Applying to PhD programs can be confusing. There is little advice about how to apply for a PhD. So, here are 3 tips for navigating the PhD application process! My experience has been with the American PhD process, but the advice should be applicable to most countries.

1. Research the PhD Programs You’d Like to Apply to

The first step is to research the PhD programs you are interested in. When I was a PhD applicant, I looked up different universities based on degree options, research interests, and faculty. I suggest considering at least three related majors that you are interested in as doing so may increase your choices for PhD programs. I recommend considering majors that you see yourself having a career in. Researching programs with a single major limits your options for PhD programs and future career choices. 
 
I advise researching faculty members and current PhD students at these institutions. To do this, go to the departmental site and click on faculty and graduate students. While researching this information, look at aligned research interests, diversity, educational resources, and departmental activities. 

2. Applying for PhD Programs

When applying for PhD programs, I was unaware of the admissions process. I was unaware of this process because I received very little mentorship. I only applied to two PhD programs and was admitted into one program. Always apply at least 2-3 months before the application deadline. Doing so will help you plan accordingly. 
 
I recommend applying for up to 10-15 programs. When applying to multiple programs, you increase your chances of gaining acceptance into a doctoral program. Applying to different programs enables you to compare offers. For instance, one college may offer you more funding than another. It is also important to consider the distance between the universities. Where are these universities located? I recommend applying to universities from different states. However, I suggest taking an offer close to your hometown. Doing a PhD is a gruelling process and seeking support from family and friends is important. I also suggest reaching out to current graduate students and asking them about their experiences. Please note that the experience of each doctoral student is unique. It is crucial to keep this in mind when hearing the perspectives of current PhD students.
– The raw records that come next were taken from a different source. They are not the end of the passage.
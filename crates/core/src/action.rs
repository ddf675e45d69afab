//! The closed set of screen actions the agent may perform.
//!
//! Coordinates are always in target space (see [`crate::geometry`]); nothing
//! outside the executor ever sees native pixels. Parsing from a model tool
//! call happens here so the provider adapters stay wire-format-only.

use serde::{Deserialize, Serialize};

use crate::error::ProviderError;

/// Mouse button / click kind.
#[derive(Debug, Clone, Copy, PartialEq, Eq, Serialize, Deserialize)]
#[serde(rename_all = "snake_case")]
pub enum MouseButton {
    Left,
    Right,
    Middle,
    Double,
    Triple,
}

/// An action the model can request. Closed enum — anything a provider sends
/// that doesn't map onto one of these is rejected at parse time, never
/// forwarded to the OS.
#[derive(Debug, Clone, PartialEq, Serialize, Deserialize)]
#[serde(tag = "kind", rename_all = "snake_case")]
pub enum Action {
    /// Capture the screen; no side effects.
    Screenshot,
    /// Move the pointer to a target-space coordinate.
    MoveMouse { x: i32, y: i32 },
    /// Click at a target-space coordinate.
    Click { button: MouseButton, x: i32, y: i32 },
    /// Type a string of text.
    TypeText { text: String },
    /// Press a key or key combo, e.g. "return" or "cmd+shift+t".
    KeyPress { combo: String },
    /// Scroll at the current pointer position. Positive `dy` scrolls up,
    /// positive `dx` scrolls right. A coordinate sent with the scroll is
    /// bounds-checked like any other, but scrolling still happens at the
    /// pointer.
    Scroll {
        dx: i32,
        dy: i32,
        #[serde(default, skip_serializing_if = "Option::is_none")]
        at: Option<(i32, i32)>,
    },
    /// Pause before the next action.
    Wait { ms: u64 },
}

impl Action {
    /// Parse an action from a `computer` tool call's input, using the
    /// Anthropic computer-use action vocabulary.
    pub fn from_tool_use(input: &serde_json::Value) -> Result<Self, ProviderError> {
        let kind = input
            .get("action")
            .and_then(|v| v.as_str())
            .ok_or_else(|| malformed("missing \"action\" field", input))?;

        match kind {
            "screenshot" => Ok(Action::Screenshot),
            "mouse_move" => {
                let (x, y) = coordinate(input)?;
                Ok(Action::MoveMouse { x, y })
            }
            "left_click" | "right_click" | "middle_click" | "double_click" | "triple_click" => {
                let button = match kind {
                    "left_click" => MouseButton::Left,
                    "right_click" => MouseButton::Right,
                    "middle_click" => MouseButton::Middle,
                    "double_click" => MouseButton::Double,
                    _ => MouseButton::Triple,
                };
                let (x, y) = coordinate(input)?;
                Ok(Action::Click { button, x, y })
            }
            "type" => {
                let text = input
                    .get("text")
                    .and_then(|v| v.as_str())
                    .ok_or_else(|| malformed("type action missing \"text\"", input))?;
                Ok(Action::TypeText { text: text.to_string() })
            }
            "key" => {
                let combo = input
                    .get("text")
                    .and_then(|v| v.as_str())
                    .ok_or_else(|| malformed("key action missing \"text\"", input))?;
                Ok(Action::KeyPress { combo: combo.to_string() })
            }
            "scroll" => {
                let amount = input
                    .get("scroll_amount")
                    .and_then(|v| v.as_i64())
                    .unwrap_or(3) as i32;
                let direction = input
                    .get("scroll_direction")
                    .and_then(|v| v.as_str())
                    .unwrap_or("down");
                let (dx, dy) = match direction {
                    "up" => (0, amount),
                    "down" => (0, -amount),
                    "left" => (-amount, 0),
                    "right" => (amount, 0),
                    other => {
                        return Err(malformed(
                            &format!("unknown scroll_direction \"{other}\""),
                            input,
                        ));
                    }
                };
                let at = match input.get("coordinate") {
                    Some(_) => Some(coordinate(input)?),
                    None => None,
                };
                Ok(Action::Scroll { dx, dy, at })
            }
            "wait" => {
                let secs = input
                    .get("duration")
                    .and_then(|v| v.as_f64())
                    .unwrap_or(1.0)
                    .clamp(0.0, 30.0);
                Ok(Action::Wait { ms: (secs * 1000.0) as u64 })
            }
            other => Err(malformed(&format!("unknown action \"{other}\""), input)),
        }
    }

    /// The target-space coordinate this action touches, if any.
    pub fn coordinate(&self) -> Option<(i32, i32)> {
        match self {
            Action::MoveMouse { x, y } | Action::Click { x, y, .. } => Some((*x, *y)),
            Action::Scroll { at, .. } => *at,
            _ => None,
        }
    }

    /// Whether this action changes screen state (and so deserves a settle
    /// delay before the next capture).
    pub fn is_state_changing(&self) -> bool {
        matches!(
            self,
            Action::Click { .. }
                | Action::TypeText { .. }
                | Action::KeyPress { .. }
                | Action::Scroll { .. }
        )
    }

    /// Short label for logs and error messages.
    pub fn kind(&self) -> &'static str {
        match self {
            Action::Screenshot => "screenshot",
            Action::MoveMouse { .. } => "mouse_move",
            Action::Click { .. } => "click",
            Action::TypeText { .. } => "type",
            Action::KeyPress { .. } => "key",
            Action::Scroll { .. } => "scroll",
            Action::Wait { .. } => "wait",
        }
    }
}

fn coordinate(input: &serde_json::Value) -> Result<(i32, i32), ProviderError> {
    let coord = input
        .get("coordinate")
        .and_then(|v| v.as_array())
        .ok_or_else(|| malformed("missing \"coordinate\" array", input))?;
    if coord.len() != 2 {
        return Err(malformed("\"coordinate\" must have exactly two elements", input));
    }
    let x = coord[0]
        .as_i64()
        .ok_or_else(|| malformed("coordinate x is not an integer", input))?;
    let y = coord[1]
        .as_i64()
        .ok_or_else(|| malformed("coordinate y is not an integer", input))?;
    Ok((x as i32, y as i32))
}

fn malformed(reason: &str, input: &serde_json::Value) -> ProviderError {
    ProviderError::MalformedResponse(format!("{reason} in tool input {input}"))
}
3. What Makes You a Strong PhD Applicant?

The different aspects to your application all recommend you as a strong applicant. This includes writing samples (depending on your country), strong letters of recommendation, academic credentials, CV/ resume, extracurricular activities, and a personal statement.

I advise submitting a writing sample of at least 20-25 pages. Your chosen writing sample must demonstrate your knowledge of scholarly work, for example, an excerpt of a Master’s thesis or a seminar paper from a graduate course. Do not submit a research proposal. When I applied to my first PhD program, I made the mistake of submitting a research proposal. A research proposal doesn’t attest to your abilities as a researcher, only what you propose to do. When submitting a seminar paper or a thesis, ask two faculty members to give constructive feedback on your work. This feedback will help you to improve your writing and research skills, which, in turn, will make you a more attractive for consideration for PhD programs.  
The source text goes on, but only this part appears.